Nigerian-born drummer (born 1995)

Adeniyi Adekoya (born September 22, 1995), professionally known as Adeniyi Drumz, is a Nigerian-born drummer and composer based in the United Kingdom. He is known for his rhythm-focused community workshops, musical performances, and cross-cultural youth engagement projects in Nigeria and in South Yorkshire.

He is a recipient of Best Drummer of the Year at the Eko Heritage Awards and he is the convener of Drums Dialogue & Rhythm Exchange, an annual community drumming concert held in Sheffield, UK

== Early life and education ==
Adeniyi was born and raised in Molete, Ibadan, Nigeria, and hails from Ijebu Ode in Ogun State. He began drumming as a child using makeshift instruments made from household items such as kegs and metal plates. His passion developed through church performances and local community involvement during his teenage years.

He holds a bachelor's degree in economics from Ajayi Crowther University (2018) and a master's degree in Financial Technology from the University of Bradford (2023).

== Career ==
Adeniyi Drumz first gained widespread attention in Nigeria through his performances at major events, including a presidential dinner at Aso Villa. He has mentored several emerging drummers, including his younger brother, who became a finalist on Nigeria's Got Talent.

In the UK, Adekoya is known for curating rhythm-based cultural projects such as the Drums, Dialogue & Rhythm Exchange, an annual community drumming event launched in Sheffield. He has also hosted interactive workshops for youth, with a focus on empowerment, identity, and healing through rhythm.

He collaborated with saxophonist Adedoyin Oseni on the track Jelenke Iife in 2024. Music critic Michael Kolawole described his drumming pattern on the tune as calm and joyful.

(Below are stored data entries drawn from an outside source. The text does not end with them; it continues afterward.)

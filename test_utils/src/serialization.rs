/// Check that an object survives canonical (compressed and uncompressed) and JSON serialization.
/// Expects `CanonicalSerialize`, `CanonicalDeserialize` and `serde_json` to be in scope at the call
/// site.
#[macro_export]
macro_rules! test_serialization {
    ($obj_type:ty, $obj: expr) => {
        let mut serz = vec![];
        CanonicalSerialize::serialize_compressed(&$obj, &mut serz).unwrap();
        println!("Serialized byte size: {}", serz.len());
        let deserz: $obj_type = CanonicalDeserialize::deserialize_compressed(&serz[..]).unwrap();
        assert_eq!(deserz, $obj);

        let mut serz = vec![];
        $obj.serialize_uncompressed(&mut serz).unwrap();
        let deserz: $obj_type = CanonicalDeserialize::deserialize_uncompressed(&serz[..]).unwrap();
        assert_eq!(deserz, $obj);

        // Test JSON serialization
        let ser = serde_json::to_string(&$obj).unwrap();
        let deser = serde_json::from_str::<$obj_type>(&ser).unwrap();
        assert_eq!($obj, deser);
    };
}
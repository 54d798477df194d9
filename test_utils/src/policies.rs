//! Policies with attribute sets that do and don't satisfy them

/// `(policy, attributes, satisfied)`
pub type Case = (&'static str, &'static [&'static str], bool);

pub const CASES: &[Case] = &[
    ("{a,b,c,d,[4,4]}", &["a", "b", "c", "d"], true),
    ("{a,b,c,d,[4,4]}", &["a", "b", "c"], false),
    ("{a,b,[2,1]}", &["a"], true),
    ("{a,b,[2,1]}", &["b", "c"], true),
    ("{a,b,[2,1]}", &["c"], false),
    ("admin", &["admin"], true),
    ("admin", &["user"], false),
    ("{a,{b,c,[2,1]},{d,{e,f,[2,2]},[2,1]},[3,2]}", &["a", "b"], true),
    ("{a,{b,c,[2,1]},{d,{e,f,[2,2]},[2,1]},[3,2]}", &["c", "e", "f"], true),
    ("{a,{b,c,[2,1]},{d,{e,f,[2,2]},[2,1]},[3,2]}", &["a", "e"], false),
    (
        "{ doctor , { cardiology, surgery, [2, 1] }, { senior, on-call, [2, 2] }, [3, 2] }",
        &["doctor", "senior", "on-call"],
        true,
    ),
    (
        "{ doctor , { cardiology, surgery, [2, 1] }, { senior, on-call, [2, 2] }, [3, 2] }",
        &["doctor", "senior"],
        false,
    ),
];

/// Malformed policies
pub const INVALID: &[&str] = &[
    "",
    "{}",
    "{a,b,[2,3]}",
    "{a,b,[2,0]}",
    "{a,b,[3,1]}",
    "{a,b,[2,1]",
    "{a,b,[2,1}",
    "{a,b}",
    "{a,a,[2,1]}",
    "{a,,[2,1]}",
];

/// Flat `t`-of-`n` gate over attributes `attr0..attr{n-1}` and those attributes
pub fn flat_policy(n: usize, t: usize) -> (String, Vec<String>) {
    let attributes = (0..n).map(|i| format!("attr{}", i)).collect::<Vec<_>>();
    let policy = format!("{{{},[{},{}]}}", attributes.join(","), n, t);
    (policy, attributes)
}

/// Complete tree of the given `depth` where every gate is `t`-of-`n`, and all its attributes
pub fn nested_policy(depth: usize, n: usize, t: usize) -> (String, Vec<String>) {
    let mut attributes = Vec::new();
    let policy = nested(depth, n, t, &mut attributes);
    (policy, attributes)
}

fn nested(depth: usize, n: usize, t: usize, attributes: &mut Vec<String>) -> String {
    if depth == 0 {
        let name = format!("attr{}", attributes.len());
        attributes.push(name.clone());
        return name;
    }
    let children = (0..n)
        .map(|_| nested(depth - 1, n, t, attributes))
        .collect::<Vec<_>>();
    format!("{{{},[{},{}]}}", children.join(","), n, t)
}
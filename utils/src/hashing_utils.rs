use ark_ff::PrimeField;
use ark_std::string::String;
use digest::Digest;

/// Hash bytes and interpret the digest as a big-endian integer reduced modulo the field order.
/// This is the conversion ECDSA uses for the hashed message and the one used to derive attribute
/// scalars, so both sides of a signature agree on it.
pub fn field_elem_from_digest<F: PrimeField, D: Digest>(bytes: &[u8]) -> F {
    F::from_be_bytes_mod_order(&D::digest(bytes))
}

/// Lowercase hex encoding of the digest of `bytes`
pub fn hex_digest<D: Digest>(bytes: &[u8]) -> String {
    hex::encode(D::digest(bytes))
}
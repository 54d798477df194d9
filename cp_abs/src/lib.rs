//! # Ciphertext-policy attribute based signatures
//!
//! A signer holds a key bound to a set of attributes. A verifier holding the public key tree of a
//! monotone threshold policy can check that the signer held a qualifying subset of attributes
//! without learning which ones were used. Signatures are ECDSA style and the message is the name of
//! the operation being accessed, so a signature over `"contract.function"` checked against that
//! function's policy decides whether the caller may invoke it.
//!
//! Flow:
//! 1. [Setup](./src/setup.rs) picks a curve by security level and samples the master secret.
//! 1. [Policy registration](./src/policy_key.rs) parses the [policy grammar](./src/policy.rs) into an
//! [access tree](./src/access_tree.rs), shares the master secret down the tree with one
//! [polynomial](./src/polynomial.rs) per gate and publishes a policy key tree.
//! 1. [User onboarding](./src/attribute_key.rs) derives a signing key for an attribute set from the
//! [attribute universe](./src/attribute.rs).
//! 1. [Access decisions](./src/verify.rs) rebuild the signer's aggregate public key bottom-up through
//! the policy key tree by Lagrange interpolation and check the [signature](./src/signature.rs)
//! against it.
//!
//! [KeyRegistry](./src/registry.rs) and [Gatekeeper](./src/gatekeeper.rs) tie these together behind
//! the register-policy / register-user / check-access surface, persisting records through a
//! [key-value store](./src/store.rs).
//!
//! Supported curves are NIST P-224 ([defined here](./src/p224.rs)), P-256 and P-384.
//!
//! Unlike [abs_crypto_utils], which builds without `std`, this crate requires `std`.

pub mod access_tree;
pub mod attribute;
pub mod attribute_key;
pub mod curves;
pub mod error;
pub mod gatekeeper;
pub mod p224;
pub mod policy;
pub mod policy_key;
pub mod polynomial;
pub mod registry;
pub mod setup;
pub mod signature;
pub mod store;
pub mod verify;

pub mod prelude {
    pub use crate::{
        access_tree::AccessTree,
        attribute::{Attribute, AttributeUniverse},
        attribute_key::AttributeKey,
        curves::{AbsGroup, SecurityLevel},
        error::{ABSError, ErrorKind},
        gatekeeper::{access_message, AnyGatekeeper, Gatekeeper},
        policy::Policy,
        policy_key::PolicyKey,
        registry::KeyRegistry,
        setup::SystemParams,
        signature::Signature,
        store::{KeyValueStore, MemoryStore},
        verify::verify,
    };
}
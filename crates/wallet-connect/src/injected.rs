//! Binding to the wallet extension injected as `window.ethereum`.

use std::cell::{Cell, RefCell};
use std::collections::HashMap;
use std::time::Duration;

use serde::Serialize;
use serde_json::Value;
use wasm_bindgen::prelude::*;
use wasm_bindgen::JsCast;

use crate::error::ProviderRpcError;
use crate::provider::{EventSink, ListenerId, ProviderEvent, WalletProvider};

/// JSON-RPC "internal error", used when the wallet throws something that is
/// not an EIP-1193 error object.
const INTERNAL_ERROR: i64 = -32603;

#[wasm_bindgen(inline_js = "
export function hasEthereum() {
    return typeof window !== 'undefined' && typeof window.ethereum !== 'undefined';
}

export async function ethereumRequest(method, params) {
    return await window.ethereum.request({ method, params });
}

export function ethereumOn(event, handler) {
    window.ethereum.on(event, handler);
}

export function ethereumRemoveListener(event, handler) {
    window.ethereum.removeListener(event, handler);
}
")]
extern "C" {
    #[wasm_bindgen(js_name = hasEthereum)]
    fn has_ethereum() -> bool;

    #[wasm_bindgen(js_name = ethereumRequest, catch)]
    async fn ethereum_request(method: &str, params: JsValue) -> Result<JsValue, JsValue>;

    #[wasm_bindgen(js_name = ethereumOn)]
    fn ethereum_on(event: &str, handler: &js_sys::Function);

    #[wasm_bindgen(js_name = ethereumRemoveListener)]
    fn ethereum_remove_listener(event: &str, handler: &js_sys::Function);
}

/// Sets up panic reporting and routes `log` output to the browser console.
pub fn init_console_logging() {
    console_error_panic_hook::set_once();
    wasm_logger::init(wasm_logger::Config::default());
}

struct Listener {
    accounts: Closure<dyn FnMut(JsValue)>,
    chain: Closure<dyn FnMut(JsValue)>,
}

/// The page's injected EIP-1193 provider (MetaMask and compatibles).
pub struct InjectedProvider {
    listeners: RefCell<HashMap<u64, Listener>>,
    next_id: Cell<u64>,
}

impl InjectedProvider {
    /// Returns the provider if the page has one injected.
    pub fn detect() -> Option<Self> {
        if !has_ethereum() {
            log::warn!("window.ethereum not found");
            return None;
        }
        Some(Self {
            listeners: RefCell::new(HashMap::new()),
            next_id: Cell::new(0),
        })
    }
}

impl WalletProvider for InjectedProvider {
    async fn request(&self, method: &str, params: Value) -> Result<Value, ProviderRpcError> {
        let js_params = params
            .serialize(&serde_wasm_bindgen::Serializer::json_compatible())
            .map_err(|e| ProviderRpcError::new(INTERNAL_ERROR, e.to_string()))?;

        match ethereum_request(method, js_params).await {
            Ok(result) => serde_wasm_bindgen::from_value(result)
                .map_err(|e| ProviderRpcError::new(INTERNAL_ERROR, e.to_string())),
            Err(thrown) => Err(to_rpc_error(thrown)),
        }
    }

    fn subscribe(&self, sink: EventSink) -> ListenerId {
        let accounts_sink = sink.clone();
        let accounts = Closure::<dyn FnMut(JsValue)>::new(move |value: JsValue| {
            match js_to_json(value).and_then(ProviderEvent::accounts_changed) {
                Some(event) => {
                    let _ = accounts_sink.unbounded_send(event);
                }
                None => log::warn!("ignoring malformed accountsChanged payload"),
            }
        });

        let chain = Closure::<dyn FnMut(JsValue)>::new(move |value: JsValue| {
            match js_to_json(value).as_ref().and_then(ProviderEvent::chain_changed) {
                Some(event) => {
                    let _ = sink.unbounded_send(event);
                }
                None => log::warn!("ignoring malformed chainChanged payload"),
            }
        });

        ethereum_on("accountsChanged", accounts.as_ref().unchecked_ref());
        ethereum_on("chainChanged", chain.as_ref().unchecked_ref());

        let id = self.next_id.get();
        self.next_id.set(id + 1);
        self.listeners.borrow_mut().insert(id, Listener { accounts, chain });
        ListenerId(id)
    }

    fn unsubscribe(&self, id: ListenerId) {
        let Some(listener) = self.listeners.borrow_mut().remove(&id.0) else {
            return;
        };
        ethereum_remove_listener("accountsChanged", listener.accounts.as_ref().unchecked_ref());
        ethereum_remove_listener("chainChanged", listener.chain.as_ref().unchecked_ref());
    }

    async fn delay(&self, duration: Duration) {
        gloo_timers::future::sleep(duration).await;
    }
}

fn to_rpc_error(thrown: JsValue) -> ProviderRpcError {
    if let Ok(err) = serde_wasm_bindgen::from_value::<ProviderRpcError>(thrown.clone()) {
        if err.code != 0 || !err.message.is_empty() {
            return err;
        }
    }
    let message = thrown
        .as_string()
        .unwrap_or_else(|| "wallet request failed".to_string());
    ProviderRpcError::new(INTERNAL_ERROR, message)
}

fn js_to_json(value: JsValue) -> Option<Value> {
    serde_wasm_bindgen::from_value(value).ok()
}
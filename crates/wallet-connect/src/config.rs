use std::time::Duration;

use chain_eth::chains::{self, EvmChain};
use serde::Deserialize;
use thiserror::Error;

/// Default interval between `eth_getTransactionReceipt` polls.
pub const DEFAULT_RECEIPT_POLL_INTERVAL_MS: u64 = 4_000;

#[derive(Debug, Error)]
pub enum ConfigError {
    #[error("invalid config: {0}")]
    Parse(#[from] serde_json::Error),

    #[error("unsupported chain: {0}")]
    UnsupportedChain(u64),

    #[error("receipt poll interval must be greater than zero")]
    ZeroPollInterval,
}

#[derive(Debug, Deserialize)]
#[serde(default, deny_unknown_fields)]
struct RawConfig {
    chain_id: u64,
    receipt_poll_interval_ms: u64,
}

impl Default for RawConfig {
    fn default() -> Self {
        Self {
            chain_id: chains::SEPOLIA.chain_id,
            receipt_poll_interval_ms: DEFAULT_RECEIPT_POLL_INTERVAL_MS,
        }
    }
}

/// Connector settings. The target network is fixed for the connector's
/// lifetime.
#[derive(Debug, Clone)]
pub struct ConnectorConfig {
    network: &'static EvmChain,
    receipt_poll_interval: Duration,
}

impl Default for ConnectorConfig {
    fn default() -> Self {
        Self {
            network: &chains::SEPOLIA,
            receipt_poll_interval: Duration::from_millis(DEFAULT_RECEIPT_POLL_INTERVAL_MS),
        }
    }
}

impl ConnectorConfig {
    /// Targets the network registered under `chain_id`.
    pub fn for_chain(chain_id: u64) -> Result<Self, ConfigError> {
        let network = chains::get_chain(chain_id).ok_or(ConfigError::UnsupportedChain(chain_id))?;
        Ok(Self {
            network,
            ..Self::default()
        })
    }

    /// Reads `{"chain_id": .., "receipt_poll_interval_ms": ..}`; both keys are
    /// optional and default to Sepolia and 4 seconds.
    pub fn from_json(json: &str) -> Result<Self, ConfigError> {
        let raw: RawConfig = serde_json::from_str(json)?;
        if raw.receipt_poll_interval_ms == 0 {
            return Err(ConfigError::ZeroPollInterval);
        }
        Ok(Self::for_chain(raw.chain_id)?
            .with_receipt_poll_interval(Duration::from_millis(raw.receipt_poll_interval_ms)))
    }

    pub fn with_receipt_poll_interval(mut self, interval: Duration) -> Self {
        self.receipt_poll_interval = interval;
        self
    }

    pub fn network(&self) -> &'static EvmChain {
        self.network
    }

    pub fn receipt_poll_interval(&self) -> Duration {
        self.receipt_poll_interval
    }
}
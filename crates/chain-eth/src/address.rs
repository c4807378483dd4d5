use sha3::{Digest, Keccak256};

use crate::error::EthError;

/// Validates an Ethereum address string.
///
/// Checks that the address has the correct format (0x + 40 hex characters).
/// If the address contains mixed case, the EIP-55 checksum is verified.
pub fn validate_address(address: &str) -> Result<bool, EthError> {
    let hex_part = strip_hex_prefix(address)?;

    if hex_part.len() != 40 {
        return Err(EthError::InvalidAddress(format!(
            "expected 40 hex characters, got {}",
            hex_part.len()
        )));
    }

    // Check that all characters are valid hex digits.
    if !hex_part.chars().all(|c| c.is_ascii_hexdigit()) {
        return Err(EthError::InvalidAddress(
            "address contains non-hex characters".into(),
        ));
    }

    // If the address is all-lowercase or all-uppercase, it's valid (no checksum
    // to verify).
    let is_all_lower = hex_part.chars().all(|c| !c.is_ascii_uppercase());
    let is_all_upper = hex_part.chars().all(|c| !c.is_ascii_lowercase());

    if is_all_lower || is_all_upper {
        return Ok(true);
    }

    // Mixed case: verify EIP-55 checksum.
    let checksummed = checksum_address(&format!("0x{}", hex_part.to_lowercase()))?;
    Ok(checksummed[2..] == *hex_part)
}

/// Returns `true` when `address` is well-formed and, if mixed-case, carries a
/// correct EIP-55 checksum.
pub fn is_valid_address(address: &str) -> bool {
    matches!(validate_address(address), Ok(true))
}

/// Applies EIP-55 mixed-case checksum encoding to an Ethereum address.
///
/// The input may be in any case. Returns the checksummed version.
pub fn checksum_address(address: &str) -> Result<String, EthError> {
    let hex_part = strip_hex_prefix(address)?.to_lowercase();

    if hex_part.len() != 40 {
        return Err(EthError::InvalidAddress(format!(
            "expected 40 hex characters, got {}",
            hex_part.len()
        )));
    }

    if !hex_part.chars().all(|c| c.is_ascii_hexdigit()) {
        return Err(EthError::InvalidAddress(
            "address contains non-hex characters".into(),
        ));
    }

    // EIP-55: hash the lowercase hex address (without 0x).
    let hash = Keccak256::digest(hex_part.as_bytes());
    let hash_hex = hex::encode(hash);

    let mut checksummed = String::with_capacity(42);
    checksummed.push_str("0x");

    for (c, h) in hex_part.chars().zip(hash_hex.chars()) {
        // Letters whose hash nibble is >= 8 are uppercased.
        if c.is_ascii_alphabetic() && h.to_digit(16).unwrap_or(0) >= 8 {
            checksummed.push(c.to_ascii_uppercase());
        } else {
            checksummed.push(c);
        }
    }

    Ok(checksummed)
}

/// Shortens an address for display: `0x5aAe...eAed`.
///
/// Strings too short to abbreviate are returned unchanged.
pub fn shorten_address(address: &str) -> String {
    if address.len() <= 10 || !address.is_ascii() {
        return address.to_string();
    }
    format!("{}...{}", &address[..6], &address[address.len() - 4..])
}

fn strip_hex_prefix(address: &str) -> Result<&str, EthError> {
    address
        .strip_prefix("0x")
        .or_else(|| address.strip_prefix("0X"))
        .ok_or_else(|| EthError::InvalidAddress("address must start with 0x".into()))
}
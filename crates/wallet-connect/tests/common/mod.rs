//! Scripted in-memory wallet provider shared by the integration tests.

#![allow(dead_code)]

use std::cell::{Cell, RefCell};
use std::collections::{HashMap, VecDeque};
use std::rc::Rc;
use std::time::Duration;

use serde_json::{json, Value};
use wallet_connect::{
    ConnectorConfig, EventSink, ListenerId, ProviderEvent, ProviderRpcError, WalletConnector,
    WalletProvider,
};

pub const WALLET: &str = "0x5aaeb6053f3e94c9b9a09f33669435e7ef1beaed";
pub const RECIPIENT: &str = "0xfB6916095ca1df60bB79Ce92cE3Ea74c37c5d359";
pub const TX_HASH: &str = "0x88df016429689c079f3b2f6ad39fa052532c56795b733da78a91ebe6a713944b";
pub const SEPOLIA_HEX: &str = "0xaa36a7";

#[derive(Default)]
struct State {
    calls: RefCell<Vec<(String, Value)>>,
    responses: RefCell<HashMap<String, VecDeque<Result<Value, ProviderRpcError>>>>,
    listeners: RefCell<HashMap<u64, EventSink>>,
    removed: RefCell<Vec<u64>>,
    next_id: Cell<u64>,
    delays: Cell<usize>,
}

/// Cloneable handle: the test keeps one clone while the connector owns another.
#[derive(Clone, Default)]
pub struct ScriptedProvider {
    state: Rc<State>,
}

impl ScriptedProvider {
    pub fn new() -> Self {
        Self::default()
    }

    /// A wallet that grants `WALLET` and already sits on Sepolia.
    pub fn on_sepolia() -> Self {
        let provider = Self::new();
        provider
            .respond("eth_requestAccounts", json!([WALLET]))
            .respond("eth_chainId", json!(SEPOLIA_HEX));
        provider
    }

    /// Queues a successful response for the next call to `method`.
    pub fn respond(&self, method: &str, result: Value) -> &Self {
        self.push(method, Ok(result))
    }

    /// Queues a provider error for the next call to `method`.
    pub fn fail(&self, method: &str, code: i64, message: &str) -> &Self {
        self.push(method, Err(ProviderRpcError::new(code, message)))
    }

    fn push(&self, method: &str, result: Result<Value, ProviderRpcError>) -> &Self {
        self.state
            .responses
            .borrow_mut()
            .entry(method.to_string())
            .or_default()
            .push_back(result);
        self
    }

    pub fn methods(&self) -> Vec<String> {
        self.state.calls.borrow().iter().map(|(m, _)| m.clone()).collect()
    }

    pub fn count(&self, method: &str) -> usize {
        self.state.calls.borrow().iter().filter(|(m, _)| m == method).count()
    }

    pub fn params(&self, method: &str) -> Vec<Value> {
        self.state
            .calls
            .borrow()
            .iter()
            .filter(|(m, _)| m == method)
            .map(|(_, p)| p.clone())
            .collect()
    }

    pub fn clear_calls(&self) {
        self.state.calls.borrow_mut().clear();
    }

    /// Pushes a notification to every registered listener.
    pub fn emit(&self, event: ProviderEvent) {
        for sink in self.state.listeners.borrow().values() {
            let _ = sink.unbounded_send(event.clone());
        }
    }

    pub fn listener_count(&self) -> usize {
        self.state.listeners.borrow().len()
    }

    pub fn removed_listeners(&self) -> Vec<u64> {
        self.state.removed.borrow().clone()
    }

    pub fn delays(&self) -> usize {
        self.state.delays.get()
    }
}

impl WalletProvider for ScriptedProvider {
    async fn request(&self, method: &str, params: Value) -> Result<Value, ProviderRpcError> {
        self.state
            .calls
            .borrow_mut()
            .push((method.to_string(), params));
        self.state
            .responses
            .borrow_mut()
            .get_mut(method)
            .and_then(|queue| queue.pop_front())
            .unwrap_or_else(|| Err(ProviderRpcError::new(-32601, format!("{method} not scripted"))))
    }

    fn subscribe(&self, sink: EventSink) -> ListenerId {
        let id = self.state.next_id.get();
        self.state.next_id.set(id + 1);
        self.state.listeners.borrow_mut().insert(id, sink);
        ListenerId(id)
    }

    fn unsubscribe(&self, id: ListenerId) {
        self.state.listeners.borrow_mut().remove(&id.0);
        self.state.removed.borrow_mut().push(id.0);
    }

    async fn delay(&self, _duration: Duration) {
        self.state.delays.set(self.state.delays.get() + 1);
    }
}

pub fn connector(provider: &ScriptedProvider) -> WalletConnector<ScriptedProvider> {
    WalletConnector::new(ConnectorConfig::default(), Some(provider.clone()))
}

pub fn mined_receipt(status: &str) -> Value {
    json!({
        "transactionHash": TX_HASH,
        "blockNumber": "0x5b8d80",
        "status": status,
    })
}
use serde::Serialize;

/// What the page knows about the connected wallet.
///
/// `is_connected` is only ever true while `address` is non-empty and the
/// last chain observed from the provider is the target chain.
#[derive(Debug, Clone, Default, PartialEq, Eq, Serialize)]
pub struct WalletSession {
    address: String,
    is_connected: bool,
    chain_id: Option<u64>,
}

impl WalletSession {
    /// A session for `address` on `chain_id`, connected.
    pub fn connected(address: impl Into<String>, chain_id: u64) -> Self {
        let address = address.into();
        Self {
            is_connected: !address.is_empty(),
            address,
            chain_id: Some(chain_id),
        }
    }

    pub fn address(&self) -> &str {
        &self.address
    }

    pub fn is_connected(&self) -> bool {
        self.is_connected
    }

    pub fn chain_id(&self) -> Option<u64> {
        self.chain_id
    }

    /// Forgets everything; the state a fresh page starts in.
    pub fn clear(&mut self) {
        *self = Self::default();
    }

    /// Applies an `accountsChanged` notification. An empty list clears the
    /// session; otherwise the first account becomes the address.
    pub fn apply_accounts(&mut self, accounts: &[String]) {
        match accounts.first() {
            Some(first) if !first.is_empty() => self.address = first.clone(),
            _ => self.clear(),
        }
    }

    /// Applies a `chainChanged` notification. Leaving the target chain drops
    /// the connection flag but keeps the address.
    pub fn apply_chain(&mut self, chain_id: u64, target_chain_id: u64) {
        self.chain_id = Some(chain_id);
        if chain_id != target_chain_id {
            self.is_connected = false;
        }
    }
}
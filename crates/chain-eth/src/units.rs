use alloy_primitives::utils::{self, ParseUnits, Unit};
use alloy_primitives::U256;

use crate::error::EthError;

/// The alloy unit for a currency with `decimals` fractional digits.
pub fn unit(decimals: u8) -> Result<Unit, EthError> {
    Unit::new(decimals).ok_or_else(|| {
        EthError::InvalidAmount(format!("{decimals} decimals is not a valid unit"))
    })
}

/// Parses a plain decimal string (`"0.5"`, `"12"`, `".25"`) into the smallest
/// unit of a currency with `decimals` fractional digits.
///
/// Signs, exponents, whitespace and more fractional digits than the currency
/// supports are rejected. Zero parses successfully; callers decide whether a
/// zero value is acceptable.
pub fn parse_units(amount: &str, decimals: u8) -> Result<U256, EthError> {
    ensure_plain_decimal(amount, unit(decimals)?)?;

    utils::parse_units(amount, decimals)
        .map(<U256 as From<ParseUnits>>::from)
        .map_err(|e| EthError::InvalidAmount(format!("'{amount}': {e}")))
}

/// Formats a smallest-unit value as a decimal string with trailing zeros
/// removed, keeping at least one fractional digit (`"1.0"`, `"0.5"`).
pub fn format_units(value: U256, unit: Unit) -> String {
    let full = ParseUnits::from(value).format_units(unit);
    let (whole, fraction) = full.split_once('.').unwrap_or((full.as_str(), ""));
    let trimmed = fraction.trim_end_matches('0');
    if trimmed.is_empty() {
        format!("{whole}.0")
    } else {
        format!("{whole}.{trimmed}")
    }
}

/// Formats a smallest-unit value with exactly `places` fractional digits,
/// truncating (never rounding up) the remainder.
pub fn format_units_fixed(value: U256, unit: Unit, places: usize) -> String {
    let full = ParseUnits::from(value).format_units(unit);
    let (whole, fraction) = full.split_once('.').unwrap_or((full.as_str(), ""));
    if places == 0 {
        return whole.to_string();
    }
    let shown: String = fraction.chars().chain(std::iter::repeat('0')).take(places).collect();
    format!("{whole}.{shown}")
}

// alloy accepts a leading '-' and silently truncates excess precision.
fn ensure_plain_decimal(amount: &str, unit: Unit) -> Result<(), EthError> {
    let (whole, fraction) = amount.split_once('.').unwrap_or((amount, ""));

    if whole.is_empty() && fraction.is_empty() {
        return Err(EthError::InvalidAmount(format!("'{amount}' is not a number")));
    }
    if !whole.chars().chain(fraction.chars()).all(|c| c.is_ascii_digit()) {
        return Err(EthError::InvalidAmount(format!("'{amount}' is not a number")));
    }
    if fraction.len() > unit.get() as usize {
        return Err(EthError::InvalidAmount(format!(
            "at most {} fractional digits are supported",
            unit.get()
        )));
    }
    Ok(())
}
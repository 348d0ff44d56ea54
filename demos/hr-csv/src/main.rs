// Logs heart rate readings as CSV rows, ready for a spreadsheet or
// gnuplot. RR-intervals are reported in milliseconds, semicolon-joined
// when a notification carries more than one.

use clap::Parser;
use log::warn;
use systole::{HeartRateMonitor, SessionConfig};

/// Record heart rate readings from a Bluetooth LE monitor as CSV.
#[derive(Parser)]
#[command(version, about)]
struct Args {
    /// Device hardware address, e.g. DA:81:90:CB:F3:22
    #[arg(env = "SYSTOLE_ADDRESS")]
    address: String,
}

#[tokio::main]
async fn main() -> Result<(), Box<dyn std::error::Error>> {
    pretty_env_logger::init();
    let args = Args::parse();

    let config = SessionConfig::parse(&args.address)?;
    let mut monitor = HeartRateMonitor::new(config).await?;

    monitor.resolve_adapter().await?;
    monitor.connect().await?;
    monitor.resolve_service().await?;
    monitor.resolve_characteristic().await?;
    monitor.subscribe().await?;

    let mut readings = monitor.readings().await?;
    println!("time,bpm,rr_ms");

    loop {
        tokio::select! {
            _ = tokio::signal::ctrl_c() => break,
            reading = readings.recv() => {
                let Some(reading) = reading else {
                    warn!("notification stream ended");
                    break;
                };

                let rr = reading
                    .measurement()
                    .rr_millis()
                    .map(|rr| {
                        rr.iter()
                            .map(|ms| ms.to_string())
                            .collect::<Vec<_>>()
                            .join(";")
                    })
                    .unwrap_or_default();
                println!(
                    "{},{},{}",
                    reading.received_at().to_rfc3339(),
                    reading.measurement().bpm(),
                    rr
                );
            }
        }
    }

    if let Err(why) = monitor.unsubscribe().await {
        warn!("could not disable notifications: {why}");
    }
    if let Err(why) = monitor.disconnect().await {
        warn!("could not disconnect cleanly: {why}");
    }

    Ok(())
}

=== Community projects ===
Adeniyi believes that music particularly can be a tool for personal growth, healing, and social connection. In 2025, he initiated a youth-focused project titled Unshaken: The Power of Faith & Drums, and is currently collaborating with the Sheffield-based charity FURD (Football Unites, Racism Divides) to deliver Sound for Healing workshops for youth asylum seekers and other vulnerable groups.

== Awards and recognition ==

| Award | Year | Category | Result | Ref. |
|---|---|---|---|---|
| Eko Heritage Awards | 2024 | Best Drummer of the Year | Won |  |

== Personal life ==
Adeniyi married Favour Adekoya in 2022 and currently resides in South Yorkshire, United Kingdom.